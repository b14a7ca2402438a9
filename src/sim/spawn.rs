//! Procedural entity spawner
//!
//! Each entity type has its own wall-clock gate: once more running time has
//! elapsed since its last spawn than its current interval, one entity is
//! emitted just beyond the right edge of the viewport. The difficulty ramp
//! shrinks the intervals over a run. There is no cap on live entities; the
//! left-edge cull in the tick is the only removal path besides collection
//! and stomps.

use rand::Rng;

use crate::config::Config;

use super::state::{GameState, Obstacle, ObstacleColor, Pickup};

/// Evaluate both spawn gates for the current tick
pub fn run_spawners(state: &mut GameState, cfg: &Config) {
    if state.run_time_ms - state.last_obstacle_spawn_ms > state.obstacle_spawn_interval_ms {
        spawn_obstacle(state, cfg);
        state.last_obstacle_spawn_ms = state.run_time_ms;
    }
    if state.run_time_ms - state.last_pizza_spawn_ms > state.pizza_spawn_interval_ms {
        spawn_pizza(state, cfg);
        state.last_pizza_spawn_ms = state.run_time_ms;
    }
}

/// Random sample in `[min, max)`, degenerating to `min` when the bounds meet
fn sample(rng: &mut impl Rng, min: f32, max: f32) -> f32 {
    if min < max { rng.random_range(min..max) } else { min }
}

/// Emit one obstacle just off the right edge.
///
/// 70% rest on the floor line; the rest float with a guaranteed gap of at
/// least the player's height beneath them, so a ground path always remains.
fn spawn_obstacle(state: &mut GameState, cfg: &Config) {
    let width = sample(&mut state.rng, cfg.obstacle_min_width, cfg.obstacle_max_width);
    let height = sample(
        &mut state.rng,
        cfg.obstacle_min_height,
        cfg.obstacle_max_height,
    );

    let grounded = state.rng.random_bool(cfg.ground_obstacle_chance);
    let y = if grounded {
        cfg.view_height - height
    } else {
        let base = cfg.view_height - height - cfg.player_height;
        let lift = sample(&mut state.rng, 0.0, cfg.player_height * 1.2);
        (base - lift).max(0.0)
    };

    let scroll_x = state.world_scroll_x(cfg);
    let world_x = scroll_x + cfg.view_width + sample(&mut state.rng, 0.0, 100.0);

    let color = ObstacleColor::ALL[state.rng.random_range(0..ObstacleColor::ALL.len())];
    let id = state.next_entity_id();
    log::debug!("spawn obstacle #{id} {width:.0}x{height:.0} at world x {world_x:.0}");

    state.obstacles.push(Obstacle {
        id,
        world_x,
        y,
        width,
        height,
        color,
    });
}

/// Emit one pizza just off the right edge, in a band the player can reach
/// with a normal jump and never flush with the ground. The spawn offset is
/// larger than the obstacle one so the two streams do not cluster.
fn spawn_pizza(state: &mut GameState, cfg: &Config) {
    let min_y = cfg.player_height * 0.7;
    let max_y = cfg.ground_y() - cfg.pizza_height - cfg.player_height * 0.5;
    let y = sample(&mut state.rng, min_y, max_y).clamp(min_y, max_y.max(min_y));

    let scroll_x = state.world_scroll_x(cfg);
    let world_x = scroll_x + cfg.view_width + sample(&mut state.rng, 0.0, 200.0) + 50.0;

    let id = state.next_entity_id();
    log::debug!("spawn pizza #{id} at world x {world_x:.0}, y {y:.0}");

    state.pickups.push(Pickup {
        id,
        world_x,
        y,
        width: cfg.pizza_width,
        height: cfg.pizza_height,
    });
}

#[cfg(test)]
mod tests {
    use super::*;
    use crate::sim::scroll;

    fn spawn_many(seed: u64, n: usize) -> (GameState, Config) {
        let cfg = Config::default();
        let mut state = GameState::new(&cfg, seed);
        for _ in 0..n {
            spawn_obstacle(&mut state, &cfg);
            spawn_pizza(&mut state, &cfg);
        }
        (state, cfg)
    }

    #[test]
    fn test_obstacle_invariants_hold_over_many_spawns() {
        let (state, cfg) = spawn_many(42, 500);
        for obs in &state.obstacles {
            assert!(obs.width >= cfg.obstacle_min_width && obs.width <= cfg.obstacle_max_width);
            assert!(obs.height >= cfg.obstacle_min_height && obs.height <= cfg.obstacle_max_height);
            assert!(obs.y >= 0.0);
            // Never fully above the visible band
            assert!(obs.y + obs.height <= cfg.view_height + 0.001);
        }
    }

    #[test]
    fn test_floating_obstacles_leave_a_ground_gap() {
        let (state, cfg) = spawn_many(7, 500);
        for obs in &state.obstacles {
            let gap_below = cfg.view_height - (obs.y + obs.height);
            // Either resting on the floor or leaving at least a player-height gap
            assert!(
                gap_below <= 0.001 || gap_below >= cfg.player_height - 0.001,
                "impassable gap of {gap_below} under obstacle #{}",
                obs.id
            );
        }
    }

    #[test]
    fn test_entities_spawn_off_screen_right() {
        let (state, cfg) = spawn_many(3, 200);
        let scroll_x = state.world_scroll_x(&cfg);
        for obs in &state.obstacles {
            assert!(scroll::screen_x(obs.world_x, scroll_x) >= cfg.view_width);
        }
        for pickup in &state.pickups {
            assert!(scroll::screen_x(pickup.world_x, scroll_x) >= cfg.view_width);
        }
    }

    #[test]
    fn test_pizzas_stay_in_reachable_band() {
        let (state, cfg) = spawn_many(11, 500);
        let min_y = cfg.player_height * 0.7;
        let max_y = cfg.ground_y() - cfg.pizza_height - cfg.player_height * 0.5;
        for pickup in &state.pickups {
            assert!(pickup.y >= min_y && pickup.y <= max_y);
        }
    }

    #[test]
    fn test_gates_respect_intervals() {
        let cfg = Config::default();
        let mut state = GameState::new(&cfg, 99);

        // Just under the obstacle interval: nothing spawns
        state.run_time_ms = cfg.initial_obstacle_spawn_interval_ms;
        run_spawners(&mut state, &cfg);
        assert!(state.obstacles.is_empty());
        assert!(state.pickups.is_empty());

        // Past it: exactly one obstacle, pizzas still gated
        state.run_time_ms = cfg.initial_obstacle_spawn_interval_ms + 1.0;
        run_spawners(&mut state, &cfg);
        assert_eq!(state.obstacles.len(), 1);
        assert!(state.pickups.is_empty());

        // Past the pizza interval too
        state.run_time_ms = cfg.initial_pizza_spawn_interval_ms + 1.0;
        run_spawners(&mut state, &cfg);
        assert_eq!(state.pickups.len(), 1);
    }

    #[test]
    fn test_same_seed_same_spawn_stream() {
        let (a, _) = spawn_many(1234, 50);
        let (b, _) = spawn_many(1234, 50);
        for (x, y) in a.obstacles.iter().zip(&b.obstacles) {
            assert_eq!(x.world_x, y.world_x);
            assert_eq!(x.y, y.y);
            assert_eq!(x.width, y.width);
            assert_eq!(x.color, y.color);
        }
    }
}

=-=-=

▶ [What you need to do] Each line of the listing is to be repeated exactly.

▶ [Solution]
repository b14a7ca2402438a9
filename src/sim/spawn.rs
//! Procedural entity spawner
//!
//! Each entity type has its own wall-clock gate: once more running time has
//! elapsed since its last spawn than its current interval, one entity is
//! emitted just beyond the right edge of the viewport. The difficulty ramp
//! shrinks the intervals over a run. There is no cap on live entities; the
//! left-edge cull in the tick is the only removal path besides collection
//! and stomps.

use rand::Rng;

use crate::config::Config;

use super::state::{GameState, Obstacle, ObstacleColor, Pickup};

/// Evaluate both spawn gates for the current tick
pub fn run_spawners(state: &mut GameState, cfg: &Config) {
    if state.run_time_ms - state.last_obstacle_spawn_ms > state.obstacle_spawn_interval_ms {
        spawn_obstacle(state, cfg);
        state.last_obstacle_spawn_ms = state.run_time_ms;
    }
    if state.run_time_ms - state.last_pizza_spawn_ms > state.pizza_spawn_interval_ms {
        spawn_pizza(state, cfg);
        state.last_pizza_spawn_ms = state.run_time_ms;
    }
}

/// Random sample in `[min, max)`, degenerating to `min` when the bounds meet
fn sample(rng: &mut impl Rng, min: f32, max: f32) -> f32 {
    if min < max { rng.random_range(min..max) } else { min }
}

/// Emit one obstacle just off the right edge.
///
/// 70% rest on the floor line; the rest float with a guaranteed gap of at
/// least the player's height beneath them, so a ground path always remains.
fn spawn_obstacle(state: &mut GameState, cfg: &Config) {
    let width = sample(&mut state.rng, cfg.obstacle_min_width, cfg.obstacle_max_width);
    let height = sample(
        &mut state.rng,
        cfg.obstacle_min_height,
        cfg.obstacle_max_height,
    );

    let grounded = state.rng.random_bool(cfg.ground_obstacle_chance);
    let y = if grounded {
        cfg.view_height - height
    } else {
        let base = cfg.view_height - height - cfg.player_height;
        let lift = sample(&mut state.rng, 0.0, cfg.player_height * 1.2);
        (base - lift).max(0.0)
    };

    let scroll_x = state.world_scroll_x(cfg);
    let world_x = scroll_x + cfg.view_width + sample(&mut state.rng, 0.0, 100.0);

    let color = ObstacleColor::ALL[state.rng.random_range(0..ObstacleColor::ALL.len())];
    let id = state.next_entity_id();
    log::debug!("spawn obstacle #{id} {width:.0}x{height:.0} at world x {world_x:.0}");

    state.obstacles.push(Obstacle {
        id,
        world_x,
        y,
        width,
        height,
        color,
    });
}

/// Emit one pizza just off the right edge, in a band the player can reach
/// with a normal jump and never flush with the ground. The spawn offset is
/// larger than the obstacle one so the two streams do not cluster.
fn spawn_pizza(state: &mut GameState, cfg: &Config) {
    let min_y = cfg.player_height * 0.7;
    let max_y = cfg.ground_y() - cfg.pizza_height - cfg.player_height * 0.5;
    let y = sample(&mut state.rng, min_y, max_y).clamp(min_y, max_y.max(min_y));

    let scroll_x = state.world_scroll_x(cfg);
    let world_x = scroll_x + cfg.view_width + sample(&mut state.rng, 0.0, 200.0) + 50.0;

    let id = state.next_entity_id();
    log::debug!("spawn pizza #{id} at world x {world_x:.0}, y {y:.0}");

    state.pickups.push(Pickup {
        id,
        world_x,
        y,
        width: cfg.pizza_width,
        height: cfg.pizza_height,
    });
}

#[cfg(test)]
mod tests {
    use super::*;
    use crate::sim::scroll;

    fn spawn_many(seed: u64, n: usize) -> (GameState, Config) {
        let cfg = Config::default();
        let mut state = GameState::new(&cfg, seed);
        for _ in 0..n {
            spawn_obstacle(&mut state, &cfg);
            spawn_pizza(&mut state, &cfg);
        }
        (state, cfg)
    }

    #[test]
    fn test_obstacle_invariants_hold_over_many_spawns() {
        let (state, cfg) = spawn_many(42, 500);
        for obs in &state.obstacles {
            assert!(obs.width >= cfg.obstacle_min_width && obs.width <= cfg.obstacle_max_width);
            assert!(obs.height >= cfg.obstacle_min_height && obs.height <= cfg.obstacle_max_height);
            assert!(obs.y >= 0.0);
            // Never fully above the visible band
            assert!(obs.y + obs.height <= cfg.view_height + 0.001);
        }
    }

    #[test]
    fn test_floating_obstacles_leave_a_ground_gap() {
        let (state, cfg) = spawn_many(7, 500);
        for obs in &state.obstacles {
            let gap_below = cfg.view_height - (obs.y + obs.height);
            // Either resting on the floor or leaving at least a player-height gap
            assert!(
                gap_below <= 0.001 || gap_below >= cfg.player_height - 0.001,
                "impassable gap of {gap_below} under obstacle #{}",
                obs.id
            );
        }
    }

    #[test]
    fn test_entities_spawn_off_screen_right() {
        let (state, cfg) = spawn_many(3, 200);
        let scroll_x = state.world_scroll_x(&cfg);
        for obs in &state.obstacles {
            assert!(scroll::screen_x(obs.world_x, scroll_x) >= cfg.view_width);
        }
        for pickup in &state.pickups {
            assert!(scroll::screen_x(pickup.world_x, scroll_x) >= cfg.view_width);
        }
    }

    #[test]
    fn test_pizzas_stay_in_reachable_band() {
        let (state, cfg) = spawn_many(11, 500);
        let min_y = cfg.player_height * 0.7;
        let max_y = cfg.ground_y() - cfg.pizza_height - cfg.player_height * 0.5;
        for pickup in &state.pickups {
            assert!(pickup.y >= min_y && pickup.y <= max_y);
        }
    }

    #[test]
    fn test_gates_respect_intervals() {
        let cfg = Config::default();
        let mut state = GameState::new(&cfg, 99);

        // Just under the obstacle interval: nothing spawns
        state.run_time_ms = cfg.initial_obstacle_spawn_interval_ms;
        run_spawners(&mut state, &cfg);
        assert!(state.obstacles.is_empty());
        assert!(state.pickups.is_empty());

        // Past it: exactly one obstacle, pizzas still gated
        state.run_time_ms = cfg.initial_obstacle_spawn_interval_ms + 1.0;
        run_spawners(&mut state, &cfg);
        assert_eq!(state.obstacles.len(), 1);
        assert!(state.pickups.is_empty());

        // Past the pizza interval too
        state.run_time_ms = cfg.initial_pizza_spawn_interval_ms + 1.0;
        run_spawners(&mut state, &cfg);
        assert_eq!(state.pickups.len(), 1);
    }

    #[test]
    fn test_same_seed_same_spawn_stream() {
        let (a, _) = spawn_many(1234, 50);
        let (b, _) = spawn_many(1234, 50);
        for (x, y) in a.obstacles.iter().zip(&b.obstacles) {
            assert_eq!(x.world_x, y.world_x);
            assert_eq!(x.y, y.y);
            assert_eq!(x.width, y.width);
            assert_eq!(x.color, y.color);
        }
    }
}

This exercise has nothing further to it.